The RNA Code: Pseudogenes Functional, Help Prevent Cancer
A surprising function has been discovered for a “pseudogene” – an apparently mutated copy of a regular gene that till recently was thought to be genetic junk. This pseudogene, reported in Nature today,1 not only has a function unrelated to the production of proteins, but a function that could save your life. It is part of the tumor-suppression system. Without this piece of “junk DNA” your chances of getting cancer go up dramatically.
The old paradigm about pseudogenes appears poised for demolition. The old story was that these were relic copies of good genes that, over time, started mutating away because natural selection no longer acted on them. The new story is that they are essential players in a complex interplay with coding genes and other genetic regulators that control when, where, and how much genes get expressed into proteins. Science Daily recounted the old Central Dogma of genetics (DNA is the master controller of proteins), but said the new study “suggests there is much more to RNA than meets the eye.”
The particular pseudogene studied by Poliseno et al (primarily from Harvard Medical School) is named PTENP1. It has a clever way of working to regulate the coding gene, PTEN, which is known to be a tumor suppressor. It acts as a kind of “decoy.” Since it differs from PTEN by a “mutation” at the start of what would be its coding region, it does not get translated into protein. It does, however, get transcribed into messenger RNA (mRNA). As such, it closely resembles the regular PTEN transcript, like a decoy duck resembles a real duck. The decoy lures the same micro-RNAs (miRNA) to latch onto it that latch onto PTEN. Whereas the miRNAs suppress the action of PTEN, the decoys “un-suppress” the suppressors by stealing them away from the protein-producing gene. In short, said the Harvard scientists, “These findings attribute a novel biological role to expressed pseudogenes, as they can regulate coding gene expression, and reveal a non-coding function for mRNAs.”

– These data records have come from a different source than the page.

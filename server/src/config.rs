use anyhow::Result;

#[derive(Clone, Debug)]
pub struct AppConfig {
    pub cors_allowed_origins: Vec<String>,
}

impl AppConfig {
    pub fn load() -> Result<Self> {
        let cors_allowed_origins = std::env::var("CORS_ALLOWED_ORIGINS")
            .unwrap_or_default()
            .split(',')
            .filter_map(|s| {
                let trimmed = s.trim();
                if trimmed.is_empty() {
                    None
                } else {
                    Some(trimmed.to_string())
                }
            })
            .collect::<Vec<_>>();

        Ok(Self {
            cors_allowed_origins,
        })
    }
}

Isidore Rigoutsos (Thomas Jefferson U) commented on this discovery in the same issue of Nature, under News and Views.2 He expanded this one case to a whole new fruitful area of research:
Poliseno and co-workers’ findings could have broader implications beyond PTEN regulation. They suggest that any two co-expressed genes – let’s call them g and G – that are regulated by the same non-coding RNA (R) can, in principle, act as decoys for one another. Moreover, for such a pair, any other molecule (R’) that directly affects the abundance of g will also indirectly affect the abundance of G by modulating the number of decoys g presents to G, and vice versa. Knowledge of shared targets as well as of the relative amounts of g and G would now become relevant experimental considerations.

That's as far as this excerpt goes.